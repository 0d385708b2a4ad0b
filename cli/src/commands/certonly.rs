use std::sync::Arc;

use anyhow::Result;

use crate::cli::{CertonlyOpts, GlobalOpts};
use crate::error::DeployError;
use crate::logging::Logger;
use crate::operations;
use crate::reconcile::{Action, DesiredCertificate};

/// Run the certonly command.
///
/// # Errors
///
/// Returns an error if no domains were given, or if listing or issuing fails.
pub fn run(global: &GlobalOpts, opts: &CertonlyOpts, log: &Arc<Logger>) -> Result<()> {
    let desired = DesiredCertificate::new(
        opts.cert_name.clone(),
        opts.domains.clone(),
        opts.dns.clone(),
    )
    .map_err(DeployError::from)?;
    let ctx = super::context(global, log, false)?;

    log.stage(&format!("Ensuring certificate {desired}"));
    if operations::certonly(&ctx, &desired)? == Action::Noop {
        log.info("certificate already present");
    }
    Ok(())
}
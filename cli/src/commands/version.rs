//! Command: print version information.

/// Version string baked in at build time, falling back to the crate version.
#[must_use]
pub fn version() -> &'static str {
    option_env!("CERTBOT_DEPLOY_VERSION").unwrap_or(env!("CARGO_PKG_VERSION"))
}

/// Print the version to stdout.
#[allow(clippy::print_stdout)]
pub fn run() {
    println!("certbot-deploy {}", version());
}
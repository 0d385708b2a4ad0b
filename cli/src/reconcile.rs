//! Deciding which certbot action, if any, a desired certificate needs.
//!
//! The decision is presence-only: a certificate whose name already appears
//! in the inventory satisfies the request, even when its domains or DNS
//! plugin differ from what is asked for. Deletion is never reconciled.
use std::fmt;

use crate::certbot::{CertbotCommand, CertificateInventory};
use crate::error::CertificateError;

/// A certificate that should exist on the host.
#[derive(Debug, Clone, PartialEq, Eq)]
pub struct DesiredCertificate {
    name: Option<String>,
    domains: Vec<String>,
    dns_provider: Option<String>,
}

impl DesiredCertificate {
    /// Describe a certificate.
    ///
    /// # Errors
    ///
    /// Returns [`CertificateError::NoDomains`] if `domains` is empty.
    pub fn new(
        name: Option<String>,
        domains: Vec<String>,
        dns_provider: Option<String>,
    ) -> Result<Self, CertificateError> {
        if domains.is_empty() {
            return Err(CertificateError::NoDomains);
        }
        Ok(Self {
            name,
            domains,
            dns_provider,
        })
    }

    /// Certificate lineage name, if one was given.
    #[must_use]
    pub fn name(&self) -> Option<&str> {
        self.name.as_deref()
    }

    /// Domains in the order they will be passed to certbot.
    #[must_use]
    pub fn domains(&self) -> &[String] {
        &self.domains
    }

    /// DNS-01 plugin, if any.
    #[must_use]
    pub fn dns_provider(&self) -> Option<&str> {
        self.dns_provider.as_deref()
    }

    /// The `certonly` invocation that issues this certificate.
    #[must_use]
    pub fn certonly_command(&self) -> CertbotCommand {
        let mut cmd = CertbotCommand::new("certonly");
        if let Some(name) = &self.name {
            cmd = cmd.cert_name(name);
        }
        if let Some(provider) = &self.dns_provider {
            cmd = cmd.dns_provider(provider);
        }
        cmd.domains(self.domains.iter().cloned())
    }
}

impl fmt::Display for DesiredCertificate {
    fn fmt(&self, f: &mut fmt::Formatter<'_>) -> fmt::Result {
        match &self.name {
            Some(name) => write!(f, "{name} ({})", self.domains.join(", ")),
            None => write!(f, "{}", self.domains.join(", ")),
        }
    }
}

/// What has to happen for a certificate.
#[derive(Debug, Clone, PartialEq, Eq)]
pub enum Action {
    /// Request the certificate from the CA.
    Issue(DesiredCertificate),
    /// Remove the named certificate.
    Delete(String),
    /// Nothing to do.
    Noop,
}

impl Action {
    /// The certbot invocation for this action; `None` for [`Action::Noop`].
    #[must_use]
    pub fn command(&self) -> Option<CertbotCommand> {
        match self {
            Self::Issue(desired) => Some(desired.certonly_command()),
            Self::Delete(name) => Some(CertbotCommand::new("delete").cert_name(name)),
            Self::Noop => None,
        }
    }
}

/// Decide whether `desired` has to be issued given the observed `inventory`.
#[must_use]
pub fn reconcile(desired: &DesiredCertificate, inventory: &CertificateInventory) -> Action {
    match desired.name() {
        Some(name) if inventory.contains(name) => Action::Noop,
        _ => Action::Issue(desired.clone()),
    }
}

/// Deletion is unconditional: no inventory is consulted.
#[must_use]
pub fn delete(name: &str) -> Action {
    Action::Delete(name.to_string())
}

#[cfg(test)]
#[allow(clippy::unwrap_used)]
mod tests {
    use super::*;
    use crate::certbot::ObservedCertificate;
    use std::path::PathBuf;

    fn desired(name: &str, domains: &[&str]) -> DesiredCertificate {
        DesiredCertificate::new(
            Some(name.to_string()),
            domains.iter().map(|d| (*d).to_string()).collect(),
            None,
        )
        .unwrap()
    }

    fn inventory_with(name: &str) -> CertificateInventory {
        std::iter::once(ObservedCertificate {
            name: name.to_string(),
            fullchain: PathBuf::from(format!("/etc/letsencrypt/live/{name}/fullchain.pem")),
            private_key: PathBuf::from(format!("/etc/letsencrypt/live/{name}/privkey.pem")),
        })
        .collect()
    }

    #[test]
    fn empty_domains_rejected() {
        assert_eq!(
            DesiredCertificate::new(Some("x".to_string()), vec![], None).unwrap_err(),
            CertificateError::NoDomains
        );
    }

    #[test]
    fn absent_certificate_is_issued() {
        let want = desired("example", &["a.com"]);
        let action = reconcile(&want, &CertificateInventory::default());
        assert_eq!(action, Action::Issue(want));
    }

    #[test]
    fn present_certificate_is_noop_even_with_different_domains() {
        let inventory = inventory_with("example");
        let action = reconcile(&desired("example", &["x.com"]), &inventory);
        assert_eq!(action, Action::Noop);
        assert!(action.command().is_none());
    }

    #[test]
    fn other_names_do_not_satisfy() {
        let inventory = inventory_with("other");
        let action = reconcile(&desired("example", &["a.com"]), &inventory);
        assert!(matches!(action, Action::Issue(_)));
    }

    #[test]
    fn unnamed_certificate_is_always_issued() {
        let want = DesiredCertificate::new(None, vec!["a.com".to_string()], None).unwrap();
        let action = reconcile(&want, &inventory_with("a.com"));
        assert_eq!(
            action.command().unwrap().to_string(),
            "certbot certonly -d a.com"
        );
    }

    #[test]
    fn issue_command_shape() {
        let want = DesiredCertificate::new(
            Some("example".to_string()),
            vec!["a.com".to_string(), "b.com".to_string()],
            Some("google".to_string()),
        )
        .unwrap();
        let cmd = reconcile(&want, &CertificateInventory::default())
            .command()
            .unwrap();
        assert_eq!(
            cmd.to_string(),
            "certbot certonly --cert-name example --dns-google -d a.com,b.com"
        );
    }

    #[test]
    fn delete_is_unconditional() {
        let action = delete("missing-cert");
        assert_eq!(action, Action::Delete("missing-cert".to_string()));
        assert_eq!(
            action.command().unwrap().to_string(),
            "certbot delete --cert-name missing-cert"
        );
    }

    #[test]
    fn second_reconcile_after_issue_is_noop() {
        let want = desired("example", &["a.com"]);
        let mut inventory = CertificateInventory::default();

        let first = reconcile(&want, &inventory);
        assert!(matches!(first, Action::Issue(_)));

        inventory.insert(ObservedCertificate {
            name: "example".to_string(),
            fullchain: PathBuf::from("/f"),
            private_key: PathBuf::from("/k"),
        });
        assert_eq!(reconcile(&want, &inventory), Action::Noop);
    }

    #[test]
    fn display_lists_domains() {
        assert_eq!(
            desired("example", &["a.com", "b.com"]).to_string(),
            "example (a.com, b.com)"
        );
    }
}
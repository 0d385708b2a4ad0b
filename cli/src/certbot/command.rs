//! Rendering of certbot invocations.
use std::fmt;

use anyhow::Result;

use crate::exec::{ExecResult, Executor};

/// Name of the certbot binary.
pub const CERTBOT: &str = "certbot";

/// A single certbot invocation: an action keyword plus optional flags.
///
/// Flags are always rendered in the same order, regardless of the order
/// the builder methods were called in:
///
/// ```text
/// certbot <action> [--cert-name <name>] [--dns-<provider>] [-d <d1,d2,...>]
/// ```
///
/// Values are passed through verbatim; no domain or provider validation is
/// done here.
///
/// # Examples
///
/// ```
/// use certbot_deploy::certbot::CertbotCommand;
///
/// let cmd = CertbotCommand::new("certonly")
///     .cert_name("example")
///     .dns_provider("google")
///     .domains(["a.com", "b.com"]);
/// assert_eq!(
///     cmd.to_string(),
///     "certbot certonly --cert-name example --dns-google -d a.com,b.com"
/// );
/// assert_eq!(CertbotCommand::new("certificates").to_string(), "certbot certificates");
/// ```
#[derive(Debug, Clone, Default, PartialEq, Eq)]
pub struct CertbotCommand {
    action: String,
    cert_name: Option<String>,
    dns_provider: Option<String>,
    domains: Vec<String>,
}

impl CertbotCommand {
    /// Start a command for the given action keyword (`certonly`, `delete`, ...).
    #[must_use]
    pub fn new(action: impl Into<String>) -> Self {
        Self {
            action: action.into(),
            ..Self::default()
        }
    }

    /// Set the `--cert-name` flag.
    #[must_use]
    pub fn cert_name(mut self, name: impl Into<String>) -> Self {
        self.cert_name = Some(name.into());
        self
    }

    /// Set the DNS-01 plugin, rendered as `--dns-<provider>`.
    #[must_use]
    pub fn dns_provider(mut self, provider: impl Into<String>) -> Self {
        self.dns_provider = Some(provider.into());
        self
    }

    /// Set the domain list, rendered as a single comma-joined `-d` flag.
    #[must_use]
    pub fn domains<I, S>(mut self, domains: I) -> Self
    where
        I: IntoIterator<Item = S>,
        S: Into<String>,
    {
        self.domains = domains.into_iter().map(Into::into).collect();
        self
    }

    /// The action keyword.
    #[must_use]
    pub fn action(&self) -> &str {
        &self.action
    }

    /// Argument vector passed to [`CERTBOT`], in rendering order.
    #[must_use]
    pub fn args(&self) -> Vec<String> {
        let mut args = vec![self.action.clone()];

        if let Some(name) = &self.cert_name {
            args.push("--cert-name".to_string());
            args.push(name.clone());
        }

        if let Some(provider) = &self.dns_provider {
            args.push(format!("--dns-{provider}"));
        }

        if !self.domains.is_empty() {
            args.push("-d".to_string());
            args.push(self.domains.join(","));
        }

        args
    }

    /// Run this command through `executor`, failing on non-zero exit.
    ///
    /// # Errors
    ///
    /// Propagates the executor's error unchanged.
    pub fn run(&self, executor: &dyn Executor) -> Result<ExecResult> {
        let args = self.args();
        let argv: Vec<&str> = args.iter().map(String::as_str).collect();
        executor.run(CERTBOT, &argv)
    }
}

impl fmt::Display for CertbotCommand {
    fn fmt(&self, f: &mut fmt::Formatter<'_>) -> fmt::Result {
        write!(f, "{CERTBOT}")?;
        for arg in self.args() {
            write!(f, " {arg}")?;
        }
        Ok(())
    }
}
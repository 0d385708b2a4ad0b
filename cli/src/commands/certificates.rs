use std::sync::Arc;

use anyhow::Result;

use crate::certbot::CertificateInventory;
use crate::cli::{CertificatesOpts, GlobalOpts};
use crate::logging::Logger;
use crate::operations;

/// Run the certificates command.
///
/// # Errors
///
/// Returns an error if `certbot certificates` fails or the inventory cannot
/// be serialized.
#[allow(clippy::print_stdout)]
pub fn run(global: &GlobalOpts, opts: &CertificatesOpts, log: &Arc<Logger>) -> Result<()> {
    let ctx = super::context(global, log, false)?;
    let inventory = operations::certificates(&ctx)?;

    let output = if opts.json {
        serde_json::to_string_pretty(&inventory)?
    } else {
        render(&inventory)
    };
    if !output.is_empty() {
        println!("{output}");
    }
    Ok(())
}

/// One `name fullchain private-key` line per certificate, ordered by name.
#[must_use]
pub fn render(inventory: &CertificateInventory) -> String {
    inventory
        .iter()
        .map(|cert| {
            format!(
                "{} {} {}",
                cert.name,
                cert.fullchain.display(),
                cert.private_key.display()
            )
        })
        .collect::<Vec<_>>()
        .join("\n")
}
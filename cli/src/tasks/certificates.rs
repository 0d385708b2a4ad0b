use anyhow::{Result, bail};

use super::{Context, Task, TaskResult};
use crate::operations;
use crate::reconcile::Action;

/// Issue every configured certificate certbot does not have yet.
///
/// The inventory is listed once and shared by all entries.
#[derive(Debug)]
pub struct EnsureCertificates;

impl Task for EnsureCertificates {
    fn name(&self) -> &'static str {
        "Ensure certificates"
    }

    fn should_run(&self, ctx: &Context) -> bool {
        ctx.config.present().next().is_some()
    }

    fn run(&self, ctx: &Context) -> Result<TaskResult> {
        let inventory = operations::certificates(ctx)?;

        let mut issued = 0usize;
        let mut failed = 0usize;
        let mut total = 0usize;
        for desired in ctx.config.present() {
            total += 1;
            match operations::ensure(ctx, desired, &inventory) {
                Ok(Action::Noop) => {}
                Ok(_) => issued += 1,
                Err(e) => {
                    ctx.log.error(&format!("{desired}: {e:#}"));
                    failed += 1;
                }
            }
        }

        if failed > 0 {
            bail!("{failed} of {total} certificate(s) failed to issue");
        }
        Ok(outcome(ctx, issued, "all certificates already present"))
    }
}

/// Delete every certificate configured with `state = "absent"`.
///
/// Deletion is unconditional: a name certbot no longer knows fails.
#[derive(Debug)]
pub struct RemoveCertificates;

impl Task for RemoveCertificates {
    fn name(&self) -> &'static str {
        "Remove certificates"
    }

    fn should_run(&self, ctx: &Context) -> bool {
        ctx.config.absent().next().is_some()
    }

    fn run(&self, ctx: &Context) -> Result<TaskResult> {
        let mut deleted = 0usize;
        let mut failed = 0usize;
        for name in ctx.config.absent() {
            match operations::delete(ctx, name) {
                Ok(_) => deleted += 1,
                Err(e) => {
                    ctx.log.error(&format!("{name}: {e:#}"));
                    failed += 1;
                }
            }
        }

        if failed > 0 {
            bail!("{failed} of {} certificate(s) failed to delete", deleted + failed);
        }
        Ok(outcome(ctx, deleted, "nothing to delete"))
    }
}

fn outcome(ctx: &Context, changed: usize, idle: &str) -> TaskResult {
    if changed == 0 {
        TaskResult::Skipped(idle.to_string())
    } else if ctx.dry_run {
        TaskResult::DryRun
    } else {
        ctx.log.info(&format!("{changed} certificate(s) changed"));
        TaskResult::Ok
    }
}
//! DOM access used by the modal controller.
//!
//! [`Dom`] is the seam between the controller and whatever hosts the page:
//! the browser through `web-sys` ([`web::WebDom`], `csr` feature) or the
//! in-memory tree in [`memory::MemoryDom`].

use crate::error::ModalError;
use std::fmt;

pub mod memory;
#[cfg(feature = "csr")]
pub mod web;

/// Callback invoked on a click with the event target, if it is an element
pub type ClickHandler<E> = Box<dyn Fn(Option<&E>)>;

/// Where a click listener is registered
#[derive(Debug, Clone, Copy, PartialEq, Eq)]
pub enum ClickTarget<'a, E> {
  Element(&'a E),
  Window,
}

/// Part the controller plays for a looked-up element
#[derive(Debug, Clone, Copy, PartialEq, Eq, Hash)]
pub enum ElementRole {
  OpenTrigger,
  CloseTrigger,
  Modal,
}

impl fmt::Display for ElementRole {
  fn fmt(&self, f: &mut fmt::Formatter<'_>) -> fmt::Result {
    match self {
      ElementRole::OpenTrigger => write!(f, "open trigger"),
      ElementRole::CloseTrigger => write!(f, "close trigger"),
      ElementRole::Modal => write!(f, "modal"),
    }
  }
}

/// Minimal DOM surface: lookup by id, class tokens, and click listeners.
///
/// Element handles compare by identity, so `a == b` means the same node.
pub trait Dom: Clone + 'static {
  type Element: Clone + PartialEq + fmt::Debug + 'static;

  /// Registration handle. Dropping it unregisters the handler.
  type Listener: 'static;

  fn element_by_id(&self, id: &str) -> Option<Self::Element>;

  fn has_class(&self, element: &Self::Element, class: &str) -> bool;

  /// Adds the token; no-op when already present
  fn add_class(&self, element: &Self::Element, class: &str);

  /// Removes the token; no-op when absent
  fn remove_class(&self, element: &Self::Element, class: &str);

  fn on_click(
    &self,
    target: ClickTarget<'_, Self::Element>,
    handler: ClickHandler<Self::Element>,
  ) -> Result<Self::Listener, ModalError>;
}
++++++++
- **Task item**: Could you restate, word for word, the lines above from the one with "args.push(name.clone());" to the one with "filename cli/src/commands/certificates.rs", both included?

- **Solution to this problem**:
            args.push(name.clone());
        }

        if let Some(provider) = &self.dns_provider {
            args.push(format!("--dns-{provider}"));
        }

        if !self.domains.is_empty() {
            args.push("-d".to_string());
            args.push(self.domains.join(","));
        }

        args
    }

    /// Run this command through `executor`, failing on non-zero exit.
    ///
    /// # Errors
    ///
    /// Propagates the executor's error unchanged.
    pub fn run(&self, executor: &dyn Executor) -> Result<ExecResult> {
        let args = self.args();
        let argv: Vec<&str> = args.iter().map(String::as_str).collect();
        executor.run(CERTBOT, &argv)
    }
}

impl fmt::Display for CertbotCommand {
    fn fmt(&self, f: &mut fmt::Formatter<'_>) -> fmt::Result {
        write!(f, "{CERTBOT}")?;
        for arg in self.args() {
            write!(f, " {arg}")?;
        }
        Ok(())
    }
}
repository 0d385708b2a4ad0b
filename cli/src/commands/certificates.rs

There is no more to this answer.